Tester's Forest Bill Could Redefine Western Politics

Roll Call

by Robert Saldin

Although Montana's senior Senator, Max Baucus (D), has garnered more headlines recently for his key role in health care reform, the Treasure State's junior Senator is touting a bill of his own that could redefine public land policy, one of the West's longest standing and most contentious political disputes.

Robert Saldin, Special to Roll Call When Sen. Jon Tester's (D) Forest Jobs and Recreation Act got its first hearing before the Senate Energy and Natural Resources Subcommittee on Public Lands and Forests last week, a previously unimaginable coalition of environmentalists and their traditional opponents in the timber industry voiced support for legislation that would signal in new era in Western politics.

The compromise bill mandates limited logging designed to keep the struggling timber industry afloat while also designating 670,000 acres of new wilderness in Montana. But the lack of the word "wilderness" in the bill's title is not a mistake. That's because wilderness has long been the third rail of Mountain West politics.

The West's wilderness wars began in 1964 with passage of the Wilderness Act. The law designated 9.1 million acres, mostly in the West, as official wilderness. Such classification offers the strictest limitations on human activity – roads are prohibited and motorized use isn't allowed. The law also laid out a process by which more than 60 million acres of other potentially wilderness-suitable lands were identified. Out of this group, Congress was then supposed to add suitable areas into the wilderness system and release others back to "multiple use" status, opening the possibility for motorized recreation and private resource extraction. All expectations were that this process would play out within several years.

But 45 years later, many of these lands remain in political purgatory. Wilderness advocates' early successes provoked a backlash, known as the Sagebrush Rebellion, among Westerners who made their living off the land. Meanwhile, environmentalists dug in their heels, seeking to add as much wilderness as possible. A stalemate resulted. In Montana no new wilderness has been declared since 1983. To varying degrees, other Western states have endured similar impasses.

Only recently have significant elements of both camps realized that this continued standoff has produced losses for each side. For wilderness opponents, former President Bill Clinton's use of executive power to achieve conservation demonstrated that severe limitations on land use can be imposed even without new wilderness. In Montana, it also became increasingly clear that the timber industry was suffering because of the failure to resolve the status of public lands. Lumber companies were unable to make future projections in the face of uncertainty and Clinton's various restrictions. Mills shut down. Just this week, a mill near Missoula announced it was closing, leaving only four active mills in the state. Failure to pass wilderness bills hurt the industry because such legislation also releases areas unsuitable for wilderness to multiple use, including resource extraction.

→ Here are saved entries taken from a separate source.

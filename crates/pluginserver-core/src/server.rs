use std::collections::{HashMap, HashSet};
use std::path::PathBuf;
use std::sync::Arc;
use std::time::{Duration, SystemTime, UNIX_EPOCH};

use parking_lot::RwLock;
use pluginserver_pdk::{
    AuthenticatedCredential, Consumer, MemoryStats, PdkData, Phase, Route, Service,
};
use pluginserver_protocol::{
    InstanceStatus, InstanceSummary, PluginInfo, PluginStatus, ServerStatus, StepData,
};
use tracing::{debug, info};

use crate::error::{Error, Result};
use crate::event::{self, EventData};
use crate::instance::InstanceData;
use crate::loader::{self, PluginData};

/// Default age cutoff for instance eviction.
pub const INSTANCE_TIMEOUT: Duration = Duration::from_secs(60);

#[derive(Debug, Clone)]
pub struct ServerConfig {
    /// Directory searched for plugin shared objects.
    pub plugins_dir: PathBuf,
    /// Age cutoff for instance eviction.
    pub instance_timeout: Duration,
}

impl ServerConfig {
    pub fn new(plugins_dir: impl Into<PathBuf>) -> ServerConfig {
        ServerConfig {
            plugins_dir: plugins_dir.into(),
            instance_timeout: INSTANCE_TIMEOUT,
        }
    }
}

#[derive(Default)]
struct ServerState {
    plugins: HashMap<String, Arc<PluginData>>,
    instances: HashMap<i32, Arc<InstanceData>>,
    events: HashMap<i32, Arc<EventData>>,
    next_instance_id: i32,
    next_event_id: i32,
}

/// Holds the execution state of the plugin server: the plugin cache and the
/// two id-keyed registries behind one reader/writer lock.
///
/// The writer side is held only while mutating the tables, never across
/// plugin code or channel operations.
pub struct PluginServer {
    config: ServerConfig,
    state: RwLock<ServerState>,
}

impl PluginServer {
    pub fn new(config: ServerConfig) -> PluginServer {
        PluginServer {
            config,
            state: RwLock::new(ServerState::default()),
        }
    }

    /// Names of every plugin artifact in the plugins directory, sorted.
    pub fn plugin_names(&self) -> Vec<String> {
        let ext = loader::dynamic_library_ext();
        let Ok(entries) = std::fs::read_dir(&self.config.plugins_dir) else {
            return Vec::new();
        };
        let mut names: Vec<String> = entries
            .filter_map(|entry| entry.ok())
            .map(|entry| entry.path())
            .filter(|path| path.extension().and_then(|value| value.to_str()) == Some(ext))
            .filter_map(|path| {
                path.file_stem()
                    .and_then(|value| value.to_str())
                    .map(str::to_string)
            })
            .collect();
        names.sort();
        names
    }

    /// Loads and reports on one plugin artifact.
    pub fn plugin_info(&self, name: &str) -> Result<PluginInfo> {
        Ok(self.load_plugin(name)?.info())
    }

    /// Starts a plugin instance from configuration data. More than one
    /// instance can run for a single plugin; a config change means starting
    /// a new instance and closing the old one.
    pub fn start_instance(&self, name: &str, config: &[u8]) -> Result<InstanceStatus> {
        let plugin = self.load_plugin(name)?;

        let value: serde_json::Value =
            serde_json::from_slice(config).map_err(|source| Error::ConfigDecode {
                name: name.to_string(),
                source,
            })?;
        let mut instance_config = plugin.construct();
        instance_config
            .configure(&value)
            .map_err(|source| Error::ConfigDecode {
                name: name.to_string(),
                source,
            })?;

        let mut instance = InstanceData::new(Arc::clone(&plugin), Arc::from(instance_config));
        let status = {
            let mut state = self.state.write();
            instance.id = state.next_instance_id;
            state.next_instance_id += 1;
            let instance = Arc::new(instance);
            state.instances.insert(instance.id, Arc::clone(&instance));
            plugin.times.lock().last_start_instance = Some(instance.start_time);
            self.expire_instances(&mut state);
            instance_status_of(&instance)
        };

        info!(plugin = %name, instance = status.instance_id, "started instance");
        Ok(status)
    }

    /// Returns a given instance's status (the same given when started).
    pub fn instance_status(&self, id: i32) -> Result<InstanceStatus> {
        let instance = self
            .state
            .read()
            .instances
            .get(&id)
            .cloned()
            .ok_or(Error::NoSuchInstance { id })?;
        Ok(instance_status_of(&instance))
    }

    /// Removes an instance from the table. Running events are not killed:
    /// they hold their own reference and complete normally, but no new event
    /// can start against this id. Returns the status just before closing.
    pub fn close_instance(&self, id: i32) -> Result<InstanceStatus> {
        let instance = self
            .state
            .read()
            .instances
            .get(&id)
            .cloned()
            .ok_or(Error::NoSuchInstance { id })?;
        let status = instance_status_of(&instance);

        {
            let mut state = self.state.write();
            instance.plugin.times.lock().last_close_instance = Some(SystemTime::now());
            state.instances.remove(&id);
            self.expire_instances(&mut state);
        }

        info!(plugin = %instance.plugin.name(), instance = id, "closed instance");
        Ok(status)
    }

    /// Starts the call/{callback/response}*/finish cycle for one event.
    ///
    /// The reply carries the handler's first callback request, or the
    /// completion sentinel if the handler returned without calling the PDK.
    /// More than one event can run concurrently against one instance; they
    /// all share the same config value.
    pub fn handle_event(self: &Arc<Self>, instance_id: i32, event_name: &str) -> Result<StepData> {
        let instance = self
            .state
            .read()
            .instances
            .get(&instance_id)
            .cloned()
            .ok_or(Error::NoSuchInstance { id: instance_id })?;

        let handler = Phase::from_name(event_name)
            .and_then(|phase| instance.handler(phase))
            .ok_or_else(|| Error::unknown_phase(instance.plugin.name(), event_name))?;

        let (tx, rx) = crossbeam_channel::bounded::<PdkData>(0);
        let event = {
            let mut state = self.state.write();
            let id = state.next_event_id;
            state.next_event_id += 1;
            let event = Arc::new(EventData {
                id,
                instance: Arc::clone(&instance),
                tx,
                rx,
            });
            state.events.insert(id, Arc::clone(&event));
            event
        };

        event::spawn_handler(Arc::clone(self), Arc::clone(&event), handler);

        // Kickstart: rendezvous with the handler task's initial receive, then
        // wait for its first yield.
        let _ = event.tx.send(PdkData::Run);
        let first = event
            .rx
            .recv()
            .unwrap_or_else(|_| PdkData::Error("event channel closed".to_string()));
        Ok(StepData {
            event_id: event.id,
            data: first,
        })
    }

    /// Carries a callback's answer back to the plugin; the reply is either
    /// the next callback request or the completion sentinel.
    pub fn step(&self, input: StepData) -> Result<StepData> {
        let event = self
            .state
            .read()
            .events
            .get(&input.event_id)
            .cloned()
            .ok_or(Error::NoSuchEvent { id: input.event_id })?;

        let _ = event.tx.send(input.data);
        let next = event
            .rx
            .recv()
            .unwrap_or_else(|_| PdkData::Error("event channel closed".to_string()));
        Ok(StepData {
            event_id: event.id,
            data: next,
        })
    }

    pub fn step_error(&self, event_id: i32, error: String) -> Result<StepData> {
        self.step(StepData {
            event_id,
            data: PdkData::Error(error),
        })
    }

    pub fn step_credential(
        &self,
        event_id: i32,
        data: AuthenticatedCredential,
    ) -> Result<StepData> {
        self.step(StepData {
            event_id,
            data: PdkData::Credential(data),
        })
    }

    pub fn step_route(&self, event_id: i32, data: Route) -> Result<StepData> {
        self.step(StepData {
            event_id,
            data: PdkData::Route(data),
        })
    }

    pub fn step_service(&self, event_id: i32, data: Service) -> Result<StepData> {
        self.step(StepData {
            event_id,
            data: PdkData::Service(data),
        })
    }

    pub fn step_consumer(&self, event_id: i32, data: Consumer) -> Result<StepData> {
        self.step(StepData {
            event_id,
            data: PdkData::Consumer(data),
        })
    }

    pub fn step_memory_stats(&self, event_id: i32, data: MemoryStats) -> Result<StepData> {
        self.step(StepData {
            event_id,
            data: PdkData::MemoryStats(data),
        })
    }

    /// Process pid plus per-plugin diagnostics, under the read lock.
    pub fn status(&self) -> ServerStatus {
        let state = self.state.read();
        let mut plugins: Vec<PluginStatus> = state
            .plugins
            .values()
            .map(|plugin| {
                let times = *plugin.times.lock();
                let mut instances: Vec<InstanceSummary> = state
                    .instances
                    .values()
                    .filter(|instance| Arc::ptr_eq(&instance.plugin, plugin))
                    .map(|instance| InstanceSummary {
                        instance_id: instance.id,
                        started_at: unix_seconds(instance.start_time),
                    })
                    .collect();
                instances.sort_by_key(|summary| summary.instance_id);
                PluginStatus {
                    name: plugin.name().to_string(),
                    modified_at: unix_seconds(plugin.modified_at()),
                    loaded_at: unix_seconds(plugin.loaded_at()),
                    last_start_instance: times
                        .last_start_instance
                        .map(unix_seconds)
                        .unwrap_or_default(),
                    last_close_instance: times
                        .last_close_instance
                        .map(unix_seconds)
                        .unwrap_or_default(),
                    instances,
                }
            })
            .collect();
        plugins.sort_by(|a, b| a.name.cmp(&b.name));
        ServerStatus {
            pid: std::process::id(),
            plugins,
        }
    }

    /// Stamps the owning instance and removes a finished event, under the
    /// writer lock.
    pub(crate) fn finish_event(&self, event: &EventData) {
        let mut state = self.state.write();
        *event.instance.last_event.lock() = SystemTime::now();
        state.events.remove(&event.id);
        debug!(event = event.id, "event finished");
    }

    /// Loads a plugin on first demand and caches it by name.
    fn load_plugin(&self, name: &str) -> Result<Arc<PluginData>> {
        if let Some(plugin) = self.state.read().plugins.get(name) {
            return Ok(Arc::clone(plugin));
        }

        let plugin = Arc::new(PluginData::open(&self.config.plugins_dir, name)?);

        let mut state = self.state.write();
        let entry = state.plugins.entry(name.to_string()).or_insert(plugin);
        Ok(Arc::clone(entry))
    }

    /// Removes every instance whose start and last-event times are both
    /// older than the cutoff, except instances that still own a live event.
    /// Coarse by design; callers wanting deterministic cleanup close
    /// instances explicitly.
    fn expire_instances(&self, state: &mut ServerState) {
        let Some(cutoff) = SystemTime::now().checked_sub(self.config.instance_timeout) else {
            return;
        };

        let mut expired: HashSet<i32> = state
            .instances
            .iter()
            .filter(|(_, instance)| {
                instance.start_time < cutoff && *instance.last_event.lock() < cutoff
            })
            .map(|(id, _)| *id)
            .collect();

        for event in state.events.values() {
            expired.remove(&event.instance.id);
        }

        for id in expired {
            if let Some(instance) = state.instances.remove(&id) {
                info!(plugin = %instance.plugin.name(), instance = id, "closing expired instance");
            }
        }
    }

    #[cfg(test)]
    pub(crate) fn register_plugin(&self, plugin: PluginData) {
        self.state
            .write()
            .plugins
            .insert(plugin.name().to_string(), Arc::new(plugin));
    }

    #[cfg(test)]
    pub(crate) fn live_event_count(&self) -> usize {
        self.state.read().events.len()
    }
}

fn instance_status_of(instance: &InstanceData) -> InstanceStatus {
    InstanceStatus {
        name: instance.plugin.name().to_string(),
        instance_id: instance.id,
        config: serde_json::to_string(&instance.config.config())
            .unwrap_or_else(|_| "null".to_string()),
        started_at: unix_seconds(instance.start_time),
    }
}

fn unix_seconds(time: SystemTime) -> i64 {
    match time.duration_since(UNIX_EPOCH) {
        Ok(elapsed) => elapsed.as_secs() as i64,
        Err(_) => 0,
    }
}

#[cfg(test)]
#[path = "tests/server_tests.rs"]
mod tests;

Similarly, environmentalists realized that holding out for total victory was leading to a decline in forest health. Uncertainty for the timber industry encouraged unsound logging practices in an effort to pull as many logs as possible in the shortest amount of time, lest the government step in and stop all activity. President George W. Bush began overturning Clinton's orders. Some environmentalists also came to recognize that selective logging targeted at preventing massive fires through forest thinning and removal of beetle-killed trees helps maintain healthy ecosystems. Additionally, for years recreational vehicle use had been expanding into new territory, thereby compromising certain lands' suitability for wilderness.

These factors pushed longtime opponents into locally based collaborative efforts around Montana and throughout the West. Tester's bill combines three such proposals. It also has the potential of offering a road map for resolving the long-standing and often fierce conflict that has marked public land policy in the West.

But not everyone is ready for the negotiating table. Here in Missoula, a liberal college town and home to a plethora of wilderness advocacy groups, opinion is mixed. The Alliance for the Wild Rockies, for instance, opposes the legislation, preferring to hold out for a much larger, multistate proposal to designate 24 million acres of new wilderness. In more conservative areas of Montana, motorized recreation users oppose the bill because it would restrict snowmobile and ATV use.

The question now is whether the middle ground established by mainstream environmental groups and their new logging allies can hold up against dissident environmentalists on the far left and wilderness opponents on the far right. Recent history suggests the bill faces long odds, but Tester is betting that Montana is ready for closure.

Robert Saldin is an assistant professor of political science at the University of Montana and a Lone Mountain fellow at the Property and Environment Research Center.